Meeting Abstract

70.3  Tuesday, Jan. 6  No net thrust on the upstroke: the effect of wing inertia on body accelerations of fruit bats during flight IRIARTE-DIAZ, J*; RISKIN, D. K.; SWARTZ, S. M.; Brown University; Brown University; Brown University jiriarte@uchicago.edu

During slow flight, some bats species produce a tip-reversal upstroke, where the distal portion of the wing is moved upward and backward with respect to still air. Tip-reversal upstroke has been widely hypothesized to produce thrust during upstroke, based on the observation that a bat accelerates its torso forward during upstroke in low speed flights. This forward acceleration, however, could be produced by inertial forces generated by the backward flapping motion of the wings at that part of the wingbeat cycle, rather than acceleration of the center of mass (CoM) resulting from the interaction of the wings with the airflow. To investigate the instantaneous aerodynamic force production during the upstroke and downstroke portions of the wingbeat cycle, we developed a model of the mass distribution of the wing and body of the lesser dog-faced fruit bat, Cynopterus brachyotis during flight at speeds of 3 to 8 m s^-1, based on detailed high-speed, three-dimensional kinematics.

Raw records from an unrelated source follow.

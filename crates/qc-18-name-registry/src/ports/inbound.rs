//! # Driving Ports (API - Inbound)
//!
//! The public surface of the name registry. Mutating calls take the
//! authenticated caller (and, for paying calls, the attached value) as a
//! [`CallContext`]; reads take no caller.

use crate::domain::authorization::AuthorizationPath;
use crate::domain::entities::{BatchOutcome, NameKey, Namespace};
use crate::domain::value_objects::{Address, CallContext, Hash, U256};
use crate::errors::RegistryError;

/// Name registry API.
pub trait NameRegistryApi: Send + Sync {
    // --- namespaces ---

    /// Creates a namespace owned by the caller, paying the creation fee
    /// from `ctx.value`.
    fn create_namespace(
        &self,
        ctx: CallContext,
        key: &str,
        price_per_name: U256,
        is_private: bool,
    ) -> Result<(), RegistryError>;

    /// Owner-only, onboarding-only creation on behalf of `creator`.
    fn create_namespace_for(
        &self,
        caller: Address,
        key: &str,
        price_per_name: U256,
        creator: Address,
        is_private: bool,
    ) -> Result<(), RegistryError>;

    /// Namespace record.
    fn get_namespace(&self, key: &str) -> Result<Namespace, RegistryError>;

    /// Price per name in a namespace.
    fn get_namespace_price(&self, key: &str) -> Result<U256, RegistryError>;

    /// Whether the namespace is still creator-only.
    fn is_in_exclusivity_period(&self, key: &str) -> Result<bool, RegistryError>;

    // --- names ---

    /// Registers `label.namespace` to the caller.
    fn register_name(
        &self,
        ctx: CallContext,
        label: &str,
        namespace: &str,
    ) -> Result<NameKey, RegistryError>;

    /// Registers `label.namespace` to `recipient`, paid by the caller.
    fn register_name_with_authorization(
        &self,
        ctx: CallContext,
        label: &str,
        namespace: &str,
        recipient: Address,
        signature: &[u8],
    ) -> Result<AuthorizationPath, RegistryError>;

    /// Sponsored registration of many names in one namespace.
    fn batch_register_name_with_authorization(
        &self,
        ctx: CallContext,
        labels: &[String],
        namespace: &str,
        recipients: &[Address],
        signatures: &[Vec<u8>],
    ) -> Result<BatchOutcome, RegistryError>;

    /// Owner of `label.namespace`, or the zero address.
    fn get_address(&self, label: &str, namespace: &str) -> Address;

    /// Owner of a full name, or the zero address.
    fn get_address_by_full_name(&self, full_name: &str) -> Address;

    /// Rendered name owned by `owner`, or the empty string.
    fn get_name(&self, owner: Address) -> String;

    /// Read-only authorization check against the recipient's current nonce.
    fn is_valid_signature(
        &self,
        label: &str,
        namespace: &str,
        recipient: Address,
        signature: &[u8],
    ) -> bool;

    /// Digest `recipient` must sign to consent to `label.namespace`.
    fn registration_digest(&self, label: &str, namespace: &str, recipient: Address) -> Hash;

    /// Recipient's registration nonce.
    fn get_nonce(&self, account: Address) -> u64;

    /// Syntax check shared by labels and namespace keys.
    fn is_valid_label_or_namespace(&self, s: &str) -> bool;

    // --- fees ---

    /// Pending fee balance.
    fn get_pending_fees(&self, account: Address) -> U256;

    /// Pays the caller's pending balance to `recipient`.
    fn claim_fees(&self, caller: Address, recipient: Address) -> Result<U256, RegistryError>;

    /// Pays the caller's pending balance to the caller.
    fn claim_fees_to_self(&self, caller: Address) -> Result<U256, RegistryError>;

    // --- ownership ---

    /// Current owner.
    fn owner(&self) -> Address;

    /// Proposed owner, if any.
    fn pending_owner(&self) -> Option<Address>;

    /// Proposes a new owner. The zero address cancels.
    fn transfer_ownership(&self, caller: Address, new_owner: Address)
        -> Result<(), RegistryError>;

    /// Completes a proposed transfer.
    fn accept_ownership(&self, caller: Address) -> Result<(), RegistryError>;
}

The mass model allowed us to determine the position of the CoM and therefore to calculate the accelerations of the CoM independently of torso accelerations. We found that bats used tip-reversal upstroke only during slow flight and that the torso accelerated forward during tip-reversal upstroke. This acceleration, however, was the result of the inertial force produced by the motion of the wings. Inertial forces affected both vertical and forward acceleration measurements at all speeds, but the horizontal inertial component decreased as speed increased while the vertical component remained constant across speeds. Our results highlight the importance of the incorporation of inertial components to the study of acceleration in flapping organisms.